= Academic boycott of South Africa =

Series of boycotts of South African academic institutions and scholars

The academic boycott of South Africa comprised a series of boycotts of South African academic institutions and scholars initiated in the 1960s, at the request of the African National Congress, with the goal of using such international pressure to force the end to South Africa's system of apartheid. The boycotts were part of a larger international campaign of "isolation" that eventually included political, economic, cultural and sports boycotts. The academic boycotts ended in 1990, when its stated goal of ending apartheid was achieved.

An academic boycott isolates scholars by depriving them of the formal and informal resources they need to carry on their scholarship. An academic boycott can include:

1. Scholars refusing to collaborate with South African scholars on research,
2. Publishers, journals, and other scholarly resources refusing to publish scholarship or experiments by South African scholars, or refusing to provide access to scholars in South Africa,
3. International conferences refusing to locate in South Africa or include South African scholars,
4. Scholars refusing to travel to South Africa or participate in activities such as serving on thesis committees for South African students,
5. Universities and other institutions worldwide refusing to grant access to their resources to South African scholars, or to invite South African scholars to their own institutions.

Both during and after the apartheid era, there was debate whether academic boycotts were an effective or appropriate form of sanctions. Even within anti-apartheid circles there was debate over whether the boycotts were ethically justified, and whether they hurt liberal scholars more than conservative ones. Campus libertarians criticized the ban because they believed it interfered with academic freedom, and conservative groups worldwide criticized the boycotts simply because they "disliked such anti-apartheid initiatives".

Subsequent research in the post-apartheid area has claimed that the boycotts were more a "symbolic gesture of support" for anti-apartheid efforts rather than a direct influencer of the situation.
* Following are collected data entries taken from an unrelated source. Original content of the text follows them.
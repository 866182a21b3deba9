//! Application configuration management.
//!
//! This module handles loading and saving the application configuration,
//! which includes the server base URL, request timeout, page size, and the
//! last username used to sign up.
//!
//! Configuration is stored at `~/.config/feedreader/config.json`. The base URL
//! can be overridden with the `FEEDREADER_BASE_URL` environment variable.

use std::path::{Path, PathBuf};
use std::time::Duration;

use anyhow::{Context, Result};
use serde::{Deserialize, Serialize};
use tracing::debug;

/// Application name used for config/cache directory paths
const APP_NAME: &str = "feedreader";

/// Config file name
const CONFIG_FILE: &str = "config.json";

/// Environment variable overriding the configured base URL
pub const BASE_URL_ENV: &str = "FEEDREADER_BASE_URL";

/// Where the aggregator server listens by default
pub const DEFAULT_BASE_URL: &str = "http://localhost:8080";

/// HTTP request timeout in seconds.
const DEFAULT_REQUEST_TIMEOUT_SECS: u64 = 30;

/// Posts per page; matches the server's own default limit.
const DEFAULT_POSTS_PAGE_SIZE: u32 = 10;

#[derive(Debug, Clone, Serialize, Deserialize, Default, PartialEq, Eq)]
pub struct Config {
    pub base_url: Option<String>,
    pub last_username: Option<String>,
    pub request_timeout_secs: Option<u64>,
    pub posts_page_size: Option<u32>,
    /// Base URL from the environment; wins over `base_url` and is never saved
    #[serde(skip)]
    base_url_override: Option<String>,
}

impl Config {
    pub fn load_from(path: &Path) -> Result<Self> {
        if path.exists() {
            let contents = std::fs::read_to_string(path)
                .with_context(|| format!("Failed to read config file {}", path.display()))?;
            serde_json::from_str(&contents).context("Failed to parse config file")
        } else {
            debug!(path = %path.display(), "No config file, using defaults");
            Ok(Self::default())
        }
    }

    pub fn save_to(&self, path: &Path) -> Result<()> {
        if let Some(parent) = path.parent() {
            std::fs::create_dir_all(parent)?;
        }
        let contents = serde_json::to_string_pretty(self)?;
        std::fs::write(path, contents)
            .with_context(|| format!("Failed to write config file {}", path.display()))?;
        Ok(())
    }

    /// Apply `FEEDREADER_BASE_URL` if it is set and non-empty
    pub fn apply_env_overrides(&mut self) {
        self.override_base_url(std::env::var(BASE_URL_ENV).ok());
    }

    fn override_base_url(&mut self, value: Option<String>) {
        if let Some(url) = value.filter(|v| !v.trim().is_empty()) {
            debug!(%url, "Base URL overridden from environment");
            self.base_url_override = Some(url.trim().to_string());
        }
    }

    pub fn base_url(&self) -> &str {
        self.base_url_override
            .as_deref()
            .or(self.base_url.as_deref())
            .unwrap_or(DEFAULT_BASE_URL)
    }

    pub fn request_timeout(&self) -> Duration {
        Duration::from_secs(self.request_timeout_secs.unwrap_or(DEFAULT_REQUEST_TIMEOUT_SECS))
    }

    pub fn posts_page_size(&self) -> u32 {
        self.posts_page_size
            .filter(|&n| n > 0)
            .unwrap_or(DEFAULT_POSTS_PAGE_SIZE)
    }

    /// `~/.config/feedreader/config.json` on Linux
    pub fn default_path() -> Result<PathBuf> {
        let config_dir = dirs::config_dir()
            .ok_or_else(|| anyhow::anyhow!("Could not find config directory"))?;
        Ok(config_dir.join(APP_NAME).join(CONFIG_FILE))
    }

    /// Directory for log files
    pub fn cache_dir(&self) -> Result<PathBuf> {
        let cache_dir = dirs::cache_dir()
            .ok_or_else(|| anyhow::anyhow!("Could not find cache directory"))?;
        Ok(cache_dir.join(APP_NAME))
    }
}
Additionally, the academic boycott was perceived by the targets of the boycott, South Africa scholars, as unjust and discriminatory.

==Motivation==
The African National Congress first called for an academic boycott to protest South African apartheid in 1958 in Ghana. The call was repeated the following year in London.

==Formal declarations==

===British Academics===
In 1965, 496 university professors and lecturers from 34 British universities signed the following declaration in protest against apartheid and violations of academic freedom. They referred to the bans against Jack Simons and Eddie Roux, two well-known progressive academics who had been banned from teaching and writing in South Africa because of their political beliefs.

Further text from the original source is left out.